Exercising at night at a reasonable time and at an appropriate intensity is good for sleep

Mondo Health Updated on 2024-02-03

New research from Concordia University shows that physical activity is good for sleep when it ends two hours before bedtime, including promoting falling asleep and increasing the time it takes to sleep. But excessively strenuous exercise before bed doesn't guarantee a good night's sleep.

Exercise is often positively associated with a good night's sleep. However, if the timing of exercise is not properly scheduled throughout the day, it can also change the way we sleep. Researchers at Concordia University, in the journal Sleep Medicine Reviews, published a new meta-analysis that evaluated:Data from published studies explaining how exercise affects sleep in healthy adults in young and middle-aged adults.

While no two people's bodies are the same, researchers did find that a combination of these factors interacted to enhance or regulate the effects of exercise on sleep. "When we review the literature on this work, we find that there are a lot of mixed results.
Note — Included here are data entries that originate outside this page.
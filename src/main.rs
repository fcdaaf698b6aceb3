//! etcd-session - operator CLI for the etcd-backed session store

#![forbid(unsafe_code)]

use anyhow::Result;
use clap::Parser;
use tracing_subscriber::{layer::SubscriberExt, util::SubscriberInitExt, EnvFilter};

mod cli;
mod config;
mod loader;

fn main() -> Result<()> {
    let _ = dotenvy::dotenv();

    let cli = cli::Cli::parse();

    let filter = EnvFilter::try_from_default_env()
        .unwrap_or_else(|_| "etcd_session=info,etcd_session_core=info".into());
    let registry = tracing_subscriber::registry().with(filter);
    if cli.json_logs {
        registry
            .with(tracing_subscriber::fmt::layer().json().with_writer(std::io::stderr))
            .init();
    } else {
        registry
            .with(tracing_subscriber::fmt::layer().with_writer(std::io::stderr))
            .init();
    }

    cli::run(cli)
}
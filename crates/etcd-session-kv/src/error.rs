//! Error types for the key-value client

use thiserror::Error;

/// Key-value client errors
#[derive(Debug, Error)]
pub enum KvError {
    /// The key does not exist
    #[error("key not found: {0}")]
    KeyNotFound(String),

    /// The service could not be reached
    #[error("service unavailable: {0}")]
    Unavailable(String),

    /// The service answered with a non-success status
    #[error("unsuccessful response ({status}): {message}")]
    Unsuccessful {
        /// HTTP status code
        status: u16,
        /// Message reported by the service
        message: String,
    },

    /// The response body could not be understood
    #[error("invalid response: {0}")]
    InvalidResponse(String),

    /// The endpoint or key cannot form a request URL
    #[error("invalid endpoint: {0}")]
    InvalidEndpoint(String),
}

impl KvError {
    /// Whether this error means the key is simply absent
    #[must_use]
    pub fn is_not_found(&self) -> bool {
        matches!(self, Self::KeyNotFound(_))
    }
}

/// Result type for key-value operations
pub type Result<T> = std::result::Result<T, KvError>;

/// Handle RwLock poison errors consistently
pub(crate) fn handle_lock_poison<T>(e: std::sync::PoisonError<T>) -> KvError {
    KvError::Unavailable(format!("Lock poisoned: {}", e))
}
Cognitive neuropsychologists and researchers at the Sleep Lab saidSome depend on the duration of exercise, some on the fitness level of the study participants, or even on the type of exercise. ”

Their main goal is to assess whether high-intensity exercise affects sleep, understanding what factors may affect sleep, the researchers said. The researchers synthesized itThe data from the studies, which were statistically analysed, examined variables such as the time of exercise (in the evening or before bedtime) and the length of time between stopping exercise and going to bed (less than two hours, about two hours, and two to four hours). Other variables included the participant's fitness level (sedentary or regularly active), threshold intensity, and exercise duration. They also analyzed how specific types of exercise affect sleep.
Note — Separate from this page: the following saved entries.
//! etcd v2 keys API client
//!
//! Every call is a single blocking HTTP request; the client keeps no session
//! with the server beyond the HTTP connection pool `reqwest` manages.

use super::{KvClient, KvError, KvNode, Result};
use reqwest::blocking::{Client, RequestBuilder, Response};
use reqwest::{StatusCode, Url};
use serde::Deserialize;
use std::time::Duration;
use tracing::{debug, info};

/// Path of the keys API below the endpoint
const KEYS_PATH: &str = "v2/keys";

/// etcd error code for a missing key
const ERROR_KEY_NOT_FOUND: u32 = 100;

/// Configuration for [`EtcdClient`]
#[derive(Debug, Clone)]
pub struct EtcdClientConfig {
    /// Base endpoint, e.g. `http://localhost:2379`
    pub endpoint: String,
    /// Timeout applied to every request
    pub request_timeout: Duration,
}

impl Default for EtcdClientConfig {
    fn default() -> Self {
        Self {
            endpoint: "http://localhost:2379".to_string(),
            request_timeout: Duration::from_secs(5),
        }
    }
}

impl EtcdClientConfig {
    /// Create a configuration for the given endpoint
    #[must_use]
    pub fn new(endpoint: impl Into<String>) -> Self {
        Self {
            endpoint: endpoint.into(),
            ..Self::default()
        }
    }

    /// Set the request timeout
    #[must_use]
    pub fn with_request_timeout(mut self, timeout: Duration) -> Self {
        self.request_timeout = timeout;
        self
    }
}

#[derive(Debug, Deserialize)]
struct KeysResponse {
    node: Option<KvNode>,
}

#[derive(Debug, Deserialize)]
struct EtcdErrorBody {
    #[serde(rename = "errorCode")]
    error_code: u32,
    message: String,
    #[serde(default)]
    cause: Option<String>,
}

/// Blocking etcd v2 client
pub struct EtcdClient {
    http: Client,
    endpoint: Url,
}

impl EtcdClient {
    /// Create a new client
    ///
    /// # Errors
    ///
    /// Returns error if the endpoint is not an absolute base URL or the HTTP
    /// client cannot be built
    pub fn new(config: EtcdClientConfig) -> Result<Self> {
        let endpoint = Url::parse(&config.endpoint)
            .map_err(|e| KvError::InvalidEndpoint(format!("{}: {}", config.endpoint, e)))?;
        if endpoint.cannot_be_a_base() {
            return Err(KvError::InvalidEndpoint(config.endpoint));
        }

        let http = Client::builder()
            .timeout(config.request_timeout)
            .build()
            .map_err(|e| KvError::Unavailable(format!("Failed to build HTTP client: {}", e)))?;

        info!(endpoint = %endpoint, timeout = ?config.request_timeout, "Initializing etcd client");
        Ok(Self { http, endpoint })
    }

    /// Endpoint this client talks to
    #[must_use]
    pub fn endpoint(&self) -> &Url {
        &self.endpoint
    }

    /// Build the keys API URL for a key, percent-encoding each segment
    fn key_url(&self, key: &str) -> Result<Url> {
        let mut url = self.endpoint.clone();
        {
            let mut segments = url
                .path_segments_mut()
                .map_err(|()| KvError::InvalidEndpoint(self.endpoint.to_string()))?;
            segments.pop_if_empty();
            segments.extend(KEYS_PATH.split('/'));
            segments.extend(key.split('/').filter(|s| !s.is_empty()));
        }
        Ok(url)
    }

    fn send(key: &str, request: RequestBuilder) -> Result<Response> {
        let response = request
            .send()
            .map_err(|e| KvError::Unavailable(format!("etcd request for {} failed: {}", key, e)))?;
        Self::check(key, response)
    }

    /// Map a non-success response to the error taxonomy
    fn check(key: &str, response: Response) -> Result<Response> {
        let status = response.status();
        if status.is_success() {
            return Ok(response);
        }

        let body = response.text().unwrap_or_default();
        let parsed = serde_json::from_str::<EtcdErrorBody>(&body).ok();

        if status == StatusCode::NOT_FOUND
            || parsed
                .as_ref()
                .is_some_and(|e| e.error_code == ERROR_KEY_NOT_FOUND)
        {
            return Err(KvError::KeyNotFound(key.to_string()));
        }

        let message = match parsed {
            Some(EtcdErrorBody {
                message,
                cause: Some(cause),
                ..
            }) => format!("{} ({})", message, cause),
            Some(e) => e.message,
            None => body,
        };
        Err(KvError::Unsuccessful {
            status: status.as_u16(),
            message,
        })
    }

    fn read_node(key: &str, response: Response) -> Result<KvNode> {
        let body: KeysResponse = response
            .json()
            .map_err(|e| KvError::InvalidResponse(format!("{}: {}", key, e)))?;
        body.node
            .ok_or_else(|| KvError::InvalidResponse(format!("no node returned for {}", key)))
    }
}

impl KvClient for EtcdClient {
    fn get(&self, key: &str) -> Result<KvNode> {
        let url = self.key_url(key)?;
        let response = Self::send(key, self.http.get(url))?;
        debug!(key = %key, "etcd GET");
        Self::read_node(key, response)
    }

    fn set(&self, key: &str, value: &str) -> Result<()> {
        let url = self.key_url(key)?;
        Self::send(key, self.http.put(url).form(&[("value", value)]))?;
        debug!(key = %key, bytes = value.len(), "etcd PUT");
        Ok(())
    }

    fn delete(&self, key: &str) -> Result<()> {
        let url = self.key_url(key)?;
        Self::send(key, self.http.delete(url))?;
        debug!(key = %key, "etcd DELETE");
        Ok(())
    }

    fn delete_dir_recursive(&self, prefix: &str) -> Result<()> {
        let url = self.key_url(prefix)?;
        Self::send(
            prefix,
            self.http.delete(url).query(&[("recursive", "true")]),
        )?;
        debug!(prefix = %prefix, "etcd recursive DELETE");
        Ok(())
    }

    fn list(&self, prefix: &str) -> Result<Vec<KvNode>> {
        let url = self.key_url(prefix)?;
        let response = Self::send(prefix, self.http.get(url))?;
        let node = Self::read_node(prefix, response)?;
        debug!(prefix = %prefix, children = node.nodes.len(), "etcd list");
        Ok(node.nodes)
    }
}

#[cfg(test)]
mod tests;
"Overall, our analysis showed that exercise, which ends two hours before bedtime, has benefits for sleep, including promoting falling asleep and increasing sleep duration. "On the other hand, sleep can be negatively affected when exercise ends less than two hours before bedtime." Participants took longer to fall asleep and slept shorter. Further analysis provided the following results:

Exercise at an appropriate intensity in the evening can promote sleep onset and prolong sleep duration, especially in sedentary subjects. InToExercising at an appropriate intensity between minutes also improved the possible morbidity and duration. The study found that cycling was most beneficial for participants' onset and deep sleep.

However, regardless of the time, high-intensity exercise can lead to REM (REM) for sleeprem) stage, which is usually associated with dreaming experiences. Studies have shown that a reduction in REM sleep can negatively affect cognitive tasks if the information is complex and emotionally stimulating, but not if the information is simple or neutral. [Note:.]remrapid eye movementThe REM phase is a stage of animal sleep, also known as REM sleep. During this sleep stage, the eyeballs move rapidly while the body muscles relax. 】

Different effects on early risers and night owls: "According to our review, healthy, young and middle-aged people with no history of sleep disorders should do evening exercise in the early evening if possible. "Individuals should also maintain a consistent exercise schedule, as exercising at different times of the night can lead to sleep disturbances." Individuals should also consider whether they are early risers, or late sleepers. Doing high-intensity exercise late at night can lead to sleep disturbances in people who wake up early. "In addition, sleep hygiene strategies should be employed, such as taking a shower after exercise and before bedtime, avoiding large meals or drinking plenty of water before bedtime, and so on.